How soon after exercise do you need to be 100% ready to perform again? If quick recovery isn’t a necessity, then it’s less important how and when you put that fluid and sodium back into your system.

When you need to restore fluid balance rapidly - perhaps you intend to perform later that day or the following day - then a more proactive approach to rehydration is warranted.

We recommend drinking 1 x PH 1500 mixed with 500ml (16oz) of water in the first few hours after exercise if you're looking to be more proactive and hoping to perform later that day or the following day.

In a review paper co-authored by highly regarded sports nutritionist, Asker Jeukendrup, it was concluded that to rehydrate effectively you need to drink 1.5 times the fluid you’ve lost, and that there must be plenty of sodium in (or alongside) that fluid to account for your sodium losses.

The reason for drinking 1.5 times more than what you’ve lost is because you'll inevitably end up peeing some of it out and to also account for your continued sweat losses (as is often the case following intense exercise).

Additionally, research shows that drinks containing sodium enable better rehydration as it allows your body to hold onto more fluid.

Image Credit: Dale Travers ©

The inclusion of sodium prevents your blood sodium levels from dropping too low which in turn prevents the kidneys from excessively ramping up urine production, which would negate the effects of putting fluid back in!

In addition, many recovery methods - massage and compression garments to name a few - aid recovery by increasing blood flow. If recovery hinges on adequate blood flow then dehydration-induced blood-volume loss places you on the back foot and potentially impairs the speed of recovery.


Last (but definitely not least) is the key to long-term recovery and adaptation - sleep.

Sleep is extremely powerful for recovery and, despite its importance, it's something we’re all guilty of neglecting from time to time.

It’s a fundamentally important process that is necessary for maintaining our body’s cognitive, physical, and metabolic processes, which includes immune-system function, energy balance (glucose metabolism) and hormone regulation (e.g. cortisol, testosterone, and human growth hormone - which is important for tissue repair).

How much sleep an individual needs will vary. For instance, during periods of heavy training an athlete would benefit from having a little more. The standard suggestion for adults aged between 18 and 60 is a good 8+ hours of sleep a night.

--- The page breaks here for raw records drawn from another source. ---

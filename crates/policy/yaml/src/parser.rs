use std::collections::HashMap;
use std::fmt;

use serde::Deserialize;

/// Top-level structure of a YAML configuration file.
#[derive(Debug, Default, Deserialize)]
#[serde(deny_unknown_fields)]
pub struct YamlConfigFile {
    #[serde(default)]
    pub fileclasses: Vec<YamlFileClass>,
    #[serde(default)]
    pub policies: Vec<YamlPolicy>,
}

#[derive(Debug, Deserialize)]
#[serde(deny_unknown_fields)]
pub struct YamlFileClass {
    pub name: String,
    pub condition: YamlCondition,
}

#[derive(Debug, Deserialize)]
#[serde(deny_unknown_fields)]
pub struct YamlPolicy {
    pub name: String,
    pub target: YamlCondition,
    pub action: YamlAction,
    #[serde(default, with = "serde_yaml_ng::with::singleton_map")]
    pub trigger: Option<YamlTrigger>,
    #[serde(default)]
    pub parameters: HashMap<String, serde_json::Value>,
    #[serde(default)]
    pub rules: Vec<YamlRule>,
}

/// `periodic: <duration>` or `scheduled: <date>`.
#[derive(Debug, Deserialize)]
#[serde(rename_all = "lowercase")]
pub enum YamlTrigger {
    Periodic(String),
    Scheduled(String),
}

#[derive(Debug, Deserialize)]
#[serde(deny_unknown_fields)]
pub struct YamlRule {
    pub name: String,
    pub condition: YamlCondition,
    #[serde(default)]
    pub action: Option<YamlAction>,
    #[serde(default)]
    pub parameters: Option<HashMap<String, serde_json::Value>>,
}

/// A condition node.
///
/// Variants are tried in order; each is recognized by its distinguishing
/// key (`field`, `all`, `any`, `not` or `fileclass`).
#[derive(Debug, Deserialize)]
#[serde(untagged)]
pub enum YamlCondition {
    Compare(YamlComparison),
    All { all: Vec<YamlCondition> },
    Any { any: Vec<YamlCondition> },
    Not { not: Box<YamlCondition> },
    FileClass { fileclass: String },
}

/// `field` compared with one or more operators; several operators are
/// combined with AND.
#[derive(Debug, Deserialize)]
#[serde(deny_unknown_fields)]
pub struct YamlComparison {
    pub field: String,
    #[serde(default)]
    pub eq: Option<YamlLiteral>,
    #[serde(default)]
    pub ne: Option<YamlLiteral>,
    #[serde(default)]
    pub lt: Option<YamlLiteral>,
    #[serde(default)]
    pub le: Option<YamlLiteral>,
    #[serde(default)]
    pub gt: Option<YamlLiteral>,
    #[serde(default)]
    pub ge: Option<YamlLiteral>,
}

/// A scalar as written in YAML; numbers keep their textual form.
#[derive(Debug, Clone, Deserialize)]
#[serde(untagged)]
pub enum YamlLiteral {
    Int(i64),
    Uint(u64),
    String(String),
}

impl fmt::Display for YamlLiteral {
    fn fmt(&self, f: &mut fmt::Formatter<'_>) -> fmt::Result {
        match self {
            Self::Int(n) => write!(f, "{n}"),
            Self::Uint(n) => write!(f, "{n}"),
            Self::String(s) => f.write_str(s),
        }
    }
}

/// An action: a prefixed string (`common:log`, `cmd:...`) or a handler.
#[derive(Debug, Deserialize)]
#[serde(untagged)]
pub enum YamlAction {
    Spec(String),
    Handler { handler: String },
}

In our current society it’s common to be sleep-deprived. Everyone can think of someone who says with pride that they’re able to function just fine off of 5-6 hours of sleep. In reality, these individuals have only become accustomed to the impairments induced by lack of sleep.

It’s not all about sleep duration, it’s also the quality of sleep you’re getting. Only quality sleep instigates proper recovery. These days you’re able to purchase sleep trackers or download an app on your phone, but the easiest way of getting higher quality sleep is to make it a priority. If you’re an athlete, getting enough sleep should be as big a part of your training program as your exercise sessions.

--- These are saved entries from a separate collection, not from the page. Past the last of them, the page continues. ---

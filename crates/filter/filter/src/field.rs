use std::fmt;

use serde::{Deserialize, Serialize};

/// Statx mask bits used as numeric sub-codes of metadata selectors.
pub mod statx {
    pub const TYPE: u32 = 0x0000_0001;
    pub const UID: u32 = 0x0000_0008;
    pub const GID: u32 = 0x0000_0010;
    pub const ATIME_SEC: u32 = 0x0000_0020;
    pub const MTIME_SEC: u32 = 0x0000_0040;
    pub const CTIME_SEC: u32 = 0x0000_0080;
    pub const SIZE: u32 = 0x0000_0200;
    pub const BTIME_SEC: u32 = 0x0000_0800;

    /// Short name of a statx bit, for display.
    pub fn name(flag: u32) -> &'static str {
        match flag {
            TYPE => "type",
            UID => "uid",
            GID => "gid",
            ATIME_SEC => "atime",
            MTIME_SEC => "mtime",
            CTIME_SEC => "ctime",
            SIZE => "size",
            BTIME_SEC => "btime",
            _ => "unknown",
        }
    }
}

/// Which part of an entry a selector addresses.
#[derive(Debug, Clone, Copy, PartialEq, Eq, Hash, Serialize, Deserialize)]
pub enum PropertyKind {
    /// The entry's name within its parent.
    Name,
    /// Statx metadata.
    Metadata,
    /// The target of a symbolic link.
    Symlink,
    /// Namespace or inode extended attributes.
    ExtendedAttr,
}

impl PropertyKind {
    /// The integer tag sent to the backend.
    pub fn code(self) -> u32 {
        match self {
            Self::Name => 0x0004,
            Self::Metadata => 0x0008,
            Self::Symlink => 0x0010,
            Self::ExtendedAttr => 0x0020,
        }
    }
}

/// Sub-selector within a property kind.
#[derive(Debug, Clone, PartialEq, Eq, Hash, Serialize, Deserialize)]
pub enum Selector {
    /// A statx mask bit (see [`statx`]).
    Statx(u32),
    /// An attribute key (e.g. `path`).
    Attr(String),
    /// The property kind alone identifies the value.
    None,
}

/// Identifies the entry attribute a comparison leaf reads.
#[derive(Debug, Clone, PartialEq, Eq, Hash, Serialize, Deserialize)]
pub struct FieldSelector {
    pub kind: PropertyKind,
    pub selector: Selector,
}

impl FieldSelector {
    pub fn name() -> Self {
        Self {
            kind: PropertyKind::Name,
            selector: Selector::None,
        }
    }

    pub fn symlink() -> Self {
        Self {
            kind: PropertyKind::Symlink,
            selector: Selector::None,
        }
    }

    pub fn statx(flag: u32) -> Self {
        Self {
            kind: PropertyKind::Metadata,
            selector: Selector::Statx(flag),
        }
    }

    pub fn xattr(key: impl Into<String>) -> Self {
        Self {
            kind: PropertyKind::ExtendedAttr,
            selector: Selector::Attr(key.into()),
        }
    }
}

impl fmt::Display for FieldSelector {
    fn fmt(&self, f: &mut fmt::Formatter<'_>) -> fmt::Result {
        match (&self.kind, &self.selector) {
            (PropertyKind::Name, _) => f.write_str("name"),
            (PropertyKind::Symlink, _) => f.write_str("symlink"),
            (PropertyKind::Metadata, Selector::Statx(flag)) => {
                write!(f, "statx.{}", statx::name(*flag))
            }
            (PropertyKind::ExtendedAttr, Selector::Attr(key)) => write!(f, "xattrs.{key}"),
            (kind, _) => write!(f, "{kind:?}"),
        }
    }
}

To facilitate quality sleep, you should aim to create a dark, quiet, and cool sleeping environment, while you should also switch off electronics and screens (especially blue-light emitting screens) at least 30-minutes beforehand. Having a regular bed and waking time is also encouraged.

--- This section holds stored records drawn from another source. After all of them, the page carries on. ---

//! Shelve CLI
//!
//! Checks storage policy configurations, explains what they compile to and
//! dry-runs them against entry metadata. Actions are never executed.

mod commands;

use std::path::PathBuf;

use clap::{Parser, Subcommand};
use shelve_policy_yaml::{ConfigLoader, LoaderConfig};
use tracing_subscriber::{EnvFilter, fmt};

/// Shelve CLI, check and dry-run storage policies.
#[derive(Parser, Debug)]
#[command(name = "shelve", version, about)]
struct Cli {
    /// Directory searched for configuration names.
    #[arg(
        long,
        env = "SHELVE_CONFIG_DIR",
        default_value = "/etc/shelve.d",
        global = true
    )]
    config_dir: PathBuf,

    /// Output format.
    #[arg(long, default_value = "text", global = true)]
    format: OutputFormat,

    #[command(subcommand)]
    command: Command,
}

#[derive(Debug, Clone, clap::ValueEnum)]
pub enum OutputFormat {
    Text,
    Json,
}

#[derive(Subcommand, Debug)]
enum Command {
    /// Load a configuration and report what it declares.
    Check(commands::check::CheckArgs),
    /// Show the conditions of policies and the filters they compile to.
    Explain(commands::explain::ExplainArgs),
    /// Decide the action of each policy for a list of entries.
    Evaluate(commands::evaluate::EvaluateArgs),
}

fn main() -> anyhow::Result<()> {
    fmt()
        .with_env_filter(EnvFilter::from_default_env())
        .with_writer(std::io::stderr)
        .init();

    let cli = Cli::parse();

    let loader = ConfigLoader::new(LoaderConfig {
        config_dir: cli.config_dir.clone(),
        ..LoaderConfig::default()
    });

    match cli.command {
        Command::Check(args) => commands::check::run(&loader, &args, &cli.format),
        Command::Explain(args) => commands::explain::run(&loader, &args, &cli.format),
        Command::Evaluate(args) => commands::evaluate::run(&loader, &args, &cli.format),
    }
}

For more information, check out Matthew Walker's Why We Sleep, which Andy has reviewed here

Putting these simple things into place can have big pay-offs for your sleep quality and in turn, your recovery.


Recovery is arguably as important as your training. So, giving proper time to recovery will go a long way to helping optimise your performance. The beauty of it though is that you don’t need to spend a lot of time or money to really nail recovery.

Too many athletes today are looking for an exact scientific formula to tell them what to eat, drink, sleep, and do. The problem with this approach is it takes us further and further away from the ‘basics’ and what actually matters - eating, drinking and sleeping well.

Getting your nutrition, hydration and sleep right will have the biggest pay-offs. Once you’ve got these down, then consider turning your attention to the gadgets and the gizmos.